__Problem description__.
Every line of the data needs to be returned exactly.

Saved data entries:
---

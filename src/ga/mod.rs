//! GA-based timetable search.
//!
//! The candidate encoding is positional: a timetable carries one lesson
//! per subject of the problem, in problem order, so crossover and
//! mutation can rearrange assignments freely without ever moving a
//! subject between positions.
//!
//! # Submodules
//!
//! - [`operators`]: Random generation, two-point crossover, per-gene
//!   mutation
//! - [`fitness`]: Conflict counting and the normalized score
//! - `engine` (re-exported here): [`GaConfig`], [`GaScheduler`],
//!   [`GaResult`], [`GenerationReport`]
//!
//! # Reference
//! - Colorni, Dorigo & Maniezzo (1991), "Genetic Algorithms and Highly
//!   Constrained Problems: The Time-Table Case"

mod engine;
pub mod fitness;
pub mod operators;

pub use engine::{GaConfig, GaResult, GaScheduler, GenerationReport};
pub use fitness::ScoringMode;
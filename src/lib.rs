//! Genetic-algorithm search for low-conflict class timetables.
//!
//! Given catalogs of subjects, teachers, groups, and audiences plus
//! qualification, curriculum, and load constraints, the engine evolves a
//! population of candidate timetables toward one minimizing scheduling
//! conflicts. This is a stochastic local-search heuristic — it penalizes
//! constraint violations through fitness rather than preventing them, and
//! makes no completeness guarantees.
//!
//! # Modules
//!
//! - **`models`**: Domain types — `Lesson`, `Timetable`, `Conflict`,
//!   `TimetableProblem`
//! - **`validation`**: Input integrity checks (empty catalogs, missing
//!   qualification/curriculum entries, dangling references)
//! - **`ga`**: The evolutionary engine — candidate generation, conflict
//!   scoring, crossover/mutation operators, generational loop
//!
//! # References
//!
//! - Colorni, Dorigo & Maniezzo (1991), "Genetic Algorithms and Highly
//!   Constrained Problems: The Time-Table Case"
//! - Goldberg (1989), "Genetic Algorithms in Search, Optimization and
//!   Machine Learning"

pub mod ga;
pub mod models;
pub mod validation;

---

__Solution for this exercise__.
filename src/ga/mod.rs
//! GA-based timetable search.
//!
//! The candidate encoding is positional: a timetable carries one lesson
//! per subject of the problem, in problem order, so crossover and
//! mutation can rearrange assignments freely without ever moving a
//! subject between positions.
//!
//! # Submodules
//!
//! - [`operators`]: Random generation, two-point crossover, per-gene
//!   mutation
//! - [`fitness`]: Conflict counting and the normalized score
//! - `engine` (re-exported here): [`GaConfig`], [`GaScheduler`],
//!   [`GaResult`], [`GenerationReport`]
//!
//! # Reference
//! - Colorni, Dorigo & Maniezzo (1991), "Genetic Algorithms and Highly
//!   Constrained Problems: The Time-Table Case"

mod engine;
pub mod fitness;
pub mod operators;

pub use engine::{GaConfig, GaResult, GaScheduler, GenerationReport};
pub use fitness::ScoringMode;
filename src/lib.rs
//! Genetic-algorithm search for low-conflict class timetables.
//!
//! Given catalogs of subjects, teachers, groups, and audiences plus
//! qualification, curriculum, and load constraints, the engine evolves a
//! population of candidate timetables toward one minimizing scheduling
//! conflicts. This is a stochastic local-search heuristic — it penalizes
//! constraint violations through fitness rather than preventing them, and
//! makes no completeness guarantees.
//!
//! # Modules
//!
//! - **`models`**: Domain types — `Lesson`, `Timetable`, `Conflict`,
//!   `TimetableProblem`
//! - **`validation`**: Input integrity checks (empty catalogs, missing
//!   qualification/curriculum entries, dangling references)
//! - **`ga`**: The evolutionary engine — candidate generation, conflict
//!   scoring, crossover/mutation operators, generational loop
//!
//! # References
//!
//! - Colorni, Dorigo & Maniezzo (1991), "Genetic Algorithms and Highly
//!   Constrained Problems: The Time-Table Case"
//! - Goldberg (1989), "Genetic Algorithms in Search, Optimization and
//!   Machine Learning"

pub mod ga;
pub mod models;
pub mod validation;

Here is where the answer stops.